Reproduce the material that follows, please, but only from its first line to the line containing "use std::fmt;", inclusive.
=-=-=-=-=
//! # Error Handling for the Carmine VM
//!
//! Two kinds of failure exist in this runtime and they are deliberately kept
//! apart:
//!
//! - **Script-level errors** are first-class exception *values* (instances of
//!   the exception classes bootstrapped in the VM). They travel through the
//!   VM's exception slot, never through Rust `Result` payloads. [`ExcKind`]
//!   names the categories the core itself raises and maps each onto its
//!   class constant.
//! - **Host-level errors** are ordinary Rust errors: [`LoadError`] covers a
//!   malformed `.carb` image handed to the loader.
//!
//! [`Raised`] is the glue between the two worlds: a zero-sized marker
//! returned by fallible opcode handlers meaning "the exception slot has been
//! set, enter the unwind path". It carries no data on purpose: the exception
//! value itself lives in the state, so `?` stays cheap and the unwinder is
//! the single reader.

use std::fmt;

/// Marker for "an exception value has been placed in the VM's exception
/// slot". Handlers return `Result<(), Raised>` and propagate with `?`; the
/// dispatch loop reacts by unwinding.
#[derive(Debug, Clone, Copy, PartialEq, Eq)]
pub struct Raised;

/// Exception categories raised by the interpreter core itself.
///
/// Each variant corresponds to one of the exception classes registered as a
/// constant under `Object` during bootstrap. Everything else a script can
/// see originates in host code and arrives through the shared exception
/// slot directly.
#[derive(Debug, Clone, Copy, PartialEq, Eq)]
pub enum ExcKind {
    /// `RuntimeError` — generic failure, also the class behind `OP_ERR`.
    Runtime,
    /// `TypeError` — operation applied to an inappropriate value.
    Type,
    /// `ArgumentError` — strict arity mismatch in `OP_ENTER`.
    Argument,
    /// `NameError` — missing constant or class variable.
    Name,
    /// `NoMethodError` — method resolution and `method_missing` both failed.
    NoMethod,
    /// `LocalJumpError` — `break`/`return` from a scope that already died.
    LocalJump,
    /// `IndexError` — aggregate access out of range.
    Index,
    /// `ZeroDivisionError` — integer division or modulo by zero.
    ZeroDivision,
}

impl ExcKind {
    /// Name of the exception class this kind instantiates.
    pub fn class_name(self) -> &'static str {
        match self {
            ExcKind::Runtime => "RuntimeError",
            ExcKind::Type => "TypeError",
            ExcKind::Argument => "ArgumentError",
            ExcKind::Name => "NameError",
            ExcKind::NoMethod => "NoMethodError",
            ExcKind::LocalJump => "LocalJumpError",
            ExcKind::Index => "IndexError",
            ExcKind::ZeroDivision => "ZeroDivisionError",
        }
    }
}

/// Errors produced while decoding a `.carb` bytecode image.
///
/// The loader is strict: any structural fault aborts the load with a
/// description of what was wrong and where. A loaded image is trusted by
/// the interpreter afterwards, so nothing gets waved through here.
#[derive(Debug, Clone, PartialEq, Eq)]
pub enum LoadError {
    /// The image does not start with the `CARB` magic.
    BadMagic,
    /// The image was produced for a different bytecode version.
    Version { expected: u32, found: u32 },
    /// The image ends in the middle of a field.
    Truncated { offset: usize },
    /// A string section holds invalid UTF-8.
    Utf8 { offset: usize },
    /// An instruction word names an opcode outside the table.
    BadOpcode { irep: usize, pc: usize, byte: u8 },
    /// An unknown pool-entry tag.
    BadPoolTag { irep: usize, tag: u8 },
    /// A child-irep reference points past the irep table.
    BadIrepIndex { irep: usize, index: usize },
    /// The image declares no ireps at all.
    Empty,
}

impl fmt::Display for LoadError {
    fn fmt(&self, f: &mut fmt::Formatter<'_>) -> fmt::Result {
        match self {
            LoadError::BadMagic => {
                write!(f, "not a Carmine bytecode image (bad magic)")
            }
            LoadError::Version { expected, found } => {
                write!(
                    f,
                    "unsupported bytecode version {:#x} (runtime expects {:#x})",
                    found, expected
                )
            }
            LoadError::Truncated { offset } => {
                write!(f, "image truncated at byte {}", offset)
            }
            LoadError::Utf8 { offset } => {
                write!(f, "invalid UTF-8 in string at byte {}", offset)
            }
            LoadError::BadOpcode { irep, pc, byte } => {
                write!(f, "unknown opcode {:#x} at irep {} pc {}", byte, irep, pc)
            }
            LoadError::BadPoolTag { irep, tag } => {
                write!(f, "unknown pool tag {:#x} in irep {}", tag, irep)
            }
            LoadError::BadIrepIndex { irep, index } => {
                write!(f, "irep {} references missing child irep {}", irep, index)
            }
            LoadError::Empty => write!(f, "image contains no ireps"),
        }
    }
}

impl std::error::Error for LoadError {}
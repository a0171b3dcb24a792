//! Session event types

use colloquy_ai::{Message, Provider, UsageRecord};
use serde::{Deserialize, Serialize};

/// Events emitted while a session handles a send
#[derive(Debug, Clone, PartialEq, Serialize, Deserialize)]
#[serde(tag = "type", rename_all = "snake_case")]
pub enum SessionEvent {
    /// A send was accepted and the user message appended
    SendStart,

    /// A summarization pass started for `messages` old messages
    CompactionStart { messages: usize },

    /// A summary was recorded
    CompactionEnd {
        summarized: usize,
        compressed_through: usize,
    },

    /// Summarization failed; the turn goes out uncompressed
    CompactionFailed { message: String },

    /// A streamed reply started
    StreamStart,

    /// Streamed text fragment, in arrival order
    StreamDelta { text: String },

    /// The streaming buffer was cleared after its grace window
    StreamCleared,

    /// The assistant reply was appended to the log
    MessageEnd { message: Message },

    /// Usage totals changed for a provider
    UsageUpdated {
        provider: Provider,
        last_request: UsageRecord,
    },

    /// The conversation was cleared
    Cleared,

    /// The send failed
    Error { message: String },

    /// The send finished, successfully or not
    SendEnd,
}

impl SessionEvent {
    /// Check if this is the last event of a send
    pub fn is_terminal(&self) -> bool {
        matches!(self, SessionEvent::SendEnd)
    }
}

#[cfg(test)]
mod tests {
    use super::*;

    #[test]
    fn test_only_send_end_is_terminal() {
        assert!(SessionEvent::SendEnd.is_terminal());
        assert!(!SessionEvent::Error { message: "x".into() }.is_terminal());
        assert!(!SessionEvent::MessageEnd { message: Message::assistant("hi") }.is_terminal());
    }

    #[test]
    fn test_serde_tagging() {
        let event = SessionEvent::CompactionEnd {
            summarized: 10,
            compressed_through: 20,
        };
        let json = serde_json::to_value(&event).unwrap();
        assert_eq!(json["type"], "compaction_end");
        assert_eq!(json["compressed_through"], 20);

        let usage = SessionEvent::UsageUpdated {
            provider: Provider::Yandex,
            last_request: UsageRecord::new(1, 2, 3),
        };
        let json = serde_json::to_value(&usage).unwrap();
        assert_eq!(json["provider"], "yandex");
        let back: SessionEvent = serde_json::from_value(json).unwrap();
        assert_eq!(back, usage);
    }
}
=-=-=-=-=
» **Task solution**
//! # Error Handling for the Carmine VM
//!
//! Two kinds of failure exist in this runtime and they are deliberately kept
//! apart:
//!
//! - **Script-level errors** are first-class exception *values* (instances of
//!   the exception classes bootstrapped in the VM). They travel through the
//!   VM's exception slot, never through Rust `Result` payloads. [`ExcKind`]
//!   names the categories the core itself raises and maps each onto its
//!   class constant.
//! - **Host-level errors** are ordinary Rust errors: [`LoadError`] covers a
//!   malformed `.carb` image handed to the loader.
//!
//! [`Raised`] is the glue between the two worlds: a zero-sized marker
//! returned by fallible opcode handlers meaning "the exception slot has been
//! set, enter the unwind path". It carries no data on purpose: the exception
//! value itself lives in the state, so `?` stays cheap and the unwinder is
//! the single reader.

use std::fmt;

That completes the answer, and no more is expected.